The Burmese government met with Kachin rebel representatives two weeks ago in an effort to initiate a ceasefire agreement as President Thein Sein moved to forge peace with various armed ethnic groups.

Although the sit-down yielded few gains, according to a Kachin official, the two-day talks signaled a serious move by the nominally civilian government to end long-running ethnic conflicts which have blighted the country for decades under harsh military rule.

Earlier this month the government signed a ceasefire with Karen rebels in the east of the country amid talks also with the militaries of the Shan and Chin states.

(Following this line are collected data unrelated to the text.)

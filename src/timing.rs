//! DCF timing parameters

use crate::error::FrameError;
use crate::frame::{rates::CONTROL_ENCODING, FrameCodec, FrameFields, FrameKind, MAX_DATA_PAYLOAD};

/// Unscaled 802.11a slot time (s)
pub const SLOT_BASE: f64 = 9e-6;

/// Unscaled 802.11a SIFS (s)
pub const SIFS_BASE: f64 = 16e-6;

/// Upper bound on one-way propagation delay, 200 m at the speed of light (s)
pub const AIR_DELAY_MAX: f64 = 200.0 / 299_792_458.0;

/// Rounding allowance added to every RTS / CTS reservation (µs)
pub const RESERVATION_SLACK_US: u32 = 1;

/// Default allowance for PHY / socket processing when waiting for an ACK (s)
pub const PROCESSING_DELAY: f64 = 0.2;

/// Inter-frame spacing and timeout values for a session.
///
/// All times are in seconds except the airtimes, which are in µs to
/// match the frame duration fields.
#[derive(Debug, Clone, PartialEq)]
pub struct TimingModel {
    pub t_sym: f64,
    pub slot: f64,
    pub sifs: f64,
    pub difs: f64,
    pub ack_timeout: f64,

    /// Airtime of a CTS at the control encoding
    pub t_cts_us: u32,
    /// Airtime of an ACK at the control encoding
    pub t_ack_us: u32,
    /// Airtime of the largest DATA frame at the control encoding
    pub t_data_max_us: u32,
}

impl TimingModel {
    /// Derive timing values for a codec and scaling factor
    pub fn new(codec: &FrameCodec, beta: f64, slot_base: f64, sifs_base: f64, processing_delay: f64) -> Result<Self, FrameError> {
        let slot = slot_base * beta;
        let sifs = sifs_base * beta;
        let difs = sifs + 2.0 * slot;

        let empty = FrameFields::default();
        let t_cts_us = codec.encode(FrameKind::Cts, &empty, CONTROL_ENCODING)?.airtime_us;
        let t_ack_us = codec.encode(FrameKind::Ack, &empty, CONTROL_ENCODING)?.airtime_us;

        let max = [0u8; MAX_DATA_PAYLOAD];
        let data = FrameFields{ payload: &max, ..FrameFields::default() };
        let t_data_max_us = codec.encode(FrameKind::Data, &data, CONTROL_ENCODING)?.airtime_us;

        let ack_timeout = (t_data_max_us + t_ack_us) as f64 * 1e-6
            + sifs
            + 2.0 * AIR_DELAY_MAX
            + processing_delay;

        Ok(Self {
            t_sym: codec.t_sym(),
            slot,
            sifs,
            difs,
            ack_timeout,
            t_cts_us,
            t_ack_us,
            t_data_max_us,
        })
    }

    pub fn sifs_us(&self) -> u32 {
        (self.sifs * 1e6).round() as u32
    }

    /// Reservation carried by an RTS ahead of a DATA frame of `t_data_us`,
    /// covering CTS + DATA + ACK and the three SIFS gaps between them
    pub fn rts_reservation_us(&self, t_data_us: u32) -> u32 {
        3u32.saturating_mul(self.sifs_us())
            .saturating_add(self.t_cts_us)
            .saturating_add(t_data_us)
            .saturating_add(self.t_ack_us)
            .saturating_add(RESERVATION_SLACK_US)
    }

    /// Reservation carried by a CTS answering an RTS of `rts_duration`,
    /// the RTS reservation less the CTS exchange already elapsed
    pub fn cts_reservation_us(&self, rts_duration: u16) -> u32 {
        (rts_duration as u32)
            .saturating_sub(2 * self.t_cts_us)
            .saturating_sub(self.sifs_us())
            .saturating_add(RESERVATION_SLACK_US)
    }

    /// Seconds of NAV implied by a duration field
    pub fn nav_secs(duration: u16) -> f64 {
        duration as f64 * 1e-6
    }
}
#[cfg(test)]
mod test {
    use super::*;

    fn codec() -> FrameCodec {
        FrameCodec::new(rates::symbol_duration(10e6))
    }

    fn fields<'a>(payload: &'a [u8]) -> FrameFields<'a> {
        FrameFields {
            source: MacAddress::from_node(1),
            destination: MacAddress::from_node(2),
            seq: 1234,
            frag: 3,
            reservation_us: 500,
            payload,
            timestamp: 0x0102_0304_0506_0708,
            beacon_interval: Duration::from_secs(1),
            ssid: b"uwicore",
        }
    }

    #[test]
    fn kind_names() {
        assert_eq!(FrameKind::parse("DATA_RETX"), Ok(FrameKind::DataRetx));
        assert_eq!(FrameKind::parse("BEACON"), Ok(FrameKind::Beacon));
        assert_eq!(FrameKind::parse("PROBE"), Err(FrameError::InvalidFrameKind));
        assert_eq!(FrameKind::DataFrag.to_string(), "DATA_FRAG");
    }

    #[test]
    fn rts_layout() {
        let c = codec();
        let f = fields(&[]);
        let e = c.encode(FrameKind::Rts, &f, 0).unwrap();

        assert_eq!(e.bytes.len(), 16);
        assert_eq!(&e.bytes[..2], &[0xb4, 0x00]);
        assert_eq!(e.duration as u32, e.airtime_us + 500);
        assert_eq!(&e.bytes[2..4], &e.duration.to_le_bytes());
        assert_eq!(&e.bytes[4..10], f.destination.as_bytes());
        assert_eq!(&e.bytes[10..16], f.source.as_bytes());

        let d = c.decode(&e.bytes).unwrap();
        assert_eq!(d, Frame::Rts(Rts{ duration: e.duration, receiver: f.destination, transmitter: f.source }));
    }

    #[test]
    fn control_round_trip() {
        let c = codec();
        let f = fields(&[]);

        let cts = c.encode(FrameKind::Cts, &f, 0).unwrap();
        assert_eq!(cts.bytes.len(), 10);
        assert_eq!(c.decode(&cts.bytes).unwrap(), Frame::Cts(Control{ duration: cts.duration, receiver: f.destination }));

        let ack = c.encode(FrameKind::Ack, &f, 0).unwrap();
        assert_eq!(ack.bytes[0], 0xd4);
        assert_eq!(ack.duration, 0);
        assert_eq!(c.decode(&ack.bytes).unwrap(), Frame::Ack(Control{ duration: 0, receiver: f.destination }));
    }

    #[test]
    fn data_round_trip() {
        let c = codec();
        let payload = b"TEST_1";
        let f = fields(payload);

        for (kind, second) in &[(FrameKind::Data, 0x00), (FrameKind::DataFrag, 0x04), (FrameKind::DataRetx, 0x08)] {
            let e = c.encode(*kind, &f, 2).unwrap();
            assert_eq!(e.bytes.len(), 24 + payload.len());
            assert_eq!(&e.bytes[..2], &[0x08, *second]);
            assert_eq!(&e.bytes[16..22], &[0xff; 6]);

            let d = c.decode(&e.bytes).unwrap();
            assert_eq!(d.kind(), *kind);
            assert_eq!(d.more_fragments(), *kind == FrameKind::DataFrag);

            let data = d.data().unwrap();
            assert_eq!(data.source, f.source);
            assert_eq!(data.destination, f.destination);
            assert_eq!(data.seq, 1234);
            assert_eq!(data.frag, 3);
            assert_eq!(data.duration as u32, e.airtime_us);
            assert_eq!(&data.payload[..], payload);
        }
    }

    #[test]
    fn beacon_round_trip() {
        let c = codec();
        let f = fields(&[]);

        let e = c.encode(FrameKind::Beacon, &f, 0).unwrap();
        assert_eq!(e.bytes.len(), 36 + 2 + 7);
        assert_eq!(&e.bytes[4..10], &[0xff; 6]);

        match c.decode(&e.bytes).unwrap() {
            Frame::Beacon(b) => {
                assert_eq!(b.source, f.source);
                assert_eq!(b.seq, 1234);
                assert_eq!(b.timestamp, f.timestamp);
                // 1 s / 1024 µs = 976.56 -> 977
                assert_eq!(b.interval_tu, 977);
                assert_eq!(&b.ssid[..], b"uwicore");
            },
            other => panic!("unexpected frame {:?}", other),
        }

        // No SSID element
        let f = FrameFields{ ssid: &[], ..f };
        let e = c.encode(FrameKind::Beacon, &f, 0).unwrap();
        assert_eq!(e.bytes.len(), 36);
        match c.decode(&e.bytes).unwrap() {
            Frame::Beacon(b) => assert!(b.ssid.is_empty()),
            other => panic!("unexpected frame {:?}", other),
        }

        // Intervals above the field range saturate
        assert_eq!(interval_tu(Duration::from_secs(100)), 0xffff);
    }

    #[test]
    fn sequence_control() {
        assert_eq!(seq_control(0xabc, 0x5), 0xabc5);
        assert_eq!(split_seq_control(0xabc5), (0xabc, 0x5));

        // Low byte carries the fragment and the low sequence nibble
        assert_eq!(seq_control(0xabc, 0x5).to_le_bytes(), [0xc5, 0xab]);
    }

    #[test]
    fn sequence_wrap() {
        assert_eq!(next_seq(4095), 0);
        assert_eq!(next_seq(0), 1);

        let mut seen = vec![false; SEQ_MODULO as usize];
        let mut s = 0;
        for _ in 0..SEQ_MODULO {
            assert!(!seen[s as usize]);
            seen[s as usize] = true;
            s = next_seq(s);
        }
        assert_eq!(s, 0);
    }

    #[test]
    fn decode_errors() {
        assert_eq!(decode(&[]), Err(FrameError::TruncatedFrame));
        assert_eq!(decode(&[0x42, 0x00, 0x00]), Err(FrameError::UnrecognizedFrame));
        assert_eq!(decode(&[0x08, 0x02]), Err(FrameError::UnrecognizedFrame));
        assert_eq!(decode(&[0xb4, 0x00, 0x10, 0x00]), Err(FrameError::TruncatedFrame));
        assert_eq!(decode(&[0x08, 0x00, 0x10]), Err(FrameError::TruncatedFrame));
        assert_eq!(decode(&[0x80; 20]), Err(FrameError::TruncatedFrame));
    }

    #[test]
    fn encode_errors() {
        let c = codec();

        let big = vec![0u8; MAX_DATA_PAYLOAD + 1];
        assert_eq!(c.encode(FrameKind::Data, &fields(&big), 0), Err(FrameError::FrameTooLarge(MAX_MPDU_LEN + 1)));

        let max = vec![0u8; MAX_DATA_PAYLOAD];
        assert!(c.encode(FrameKind::Data, &fields(&max), 0).is_ok());

        assert_eq!(c.encode(FrameKind::Ack, &fields(&[]), 8), Err(FrameError::UnsupportedEncoding(8)));
    }

    #[test]
    fn reservation_saturates() {
        let c = codec();
        let f = FrameFields{ reservation_us: 1_000_000, ..fields(&[]) };
        let e = c.encode(FrameKind::Cts, &f, 0).unwrap();
        assert_eq!(e.duration, u16::MAX);
    }

    #[test]
    fn fragmentation() {
        let p: Vec<u8> = (0..25).collect();

        let f = fragment(&p, 10);
        assert_eq!(f.len(), 3);
        assert_eq!(f[2].len(), 5);
        assert_eq!(f.concat(), p);

        assert_eq!(fragment(&p, 25).len(), 1);
        assert_eq!(fragment(&p, 0).len(), 1);
        assert_eq!(fragment(&[], 10), vec![Vec::<u8>::new()]);
    }
}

In a statement on its website, ChinaAid said the situation in Kachin was already getting out of hand, and could get worse due to cold weather.

"With a shortage of warm clothes, nutritional foods, and medicines, the chance for the spread of epidemic diseases is high," it said, warning that the Sino-Burmese border "could become the site of a humanitarian crisis."

It said clashes have been concentrated since Jan. 1 in an area just 90 kilometers (56 miles) from China’s Yingjiang county and 170 kilometers
(105 miles) from the border city of Ruili, in Dehong county, both in southwest China’s Yunnan province.

The statement added that around 25,000 of the estimated 40,000 refugees wandering along the border had  crossed unofficially into Yunnan.

On the Burmese side of the border, the KIA is believed to have placed some 21,000 refugees in the Burmese border city of Laiza and 4,000 in the region of Maija Yang.

It said at least 1,500 people are still hiding in nearby forests, while more than 6,000 have taken temporary refuge in schools, churches and villages.

Reported by Qiao Long for RFA's Mandarin service. Translated and written in English by Luisetta Mudie.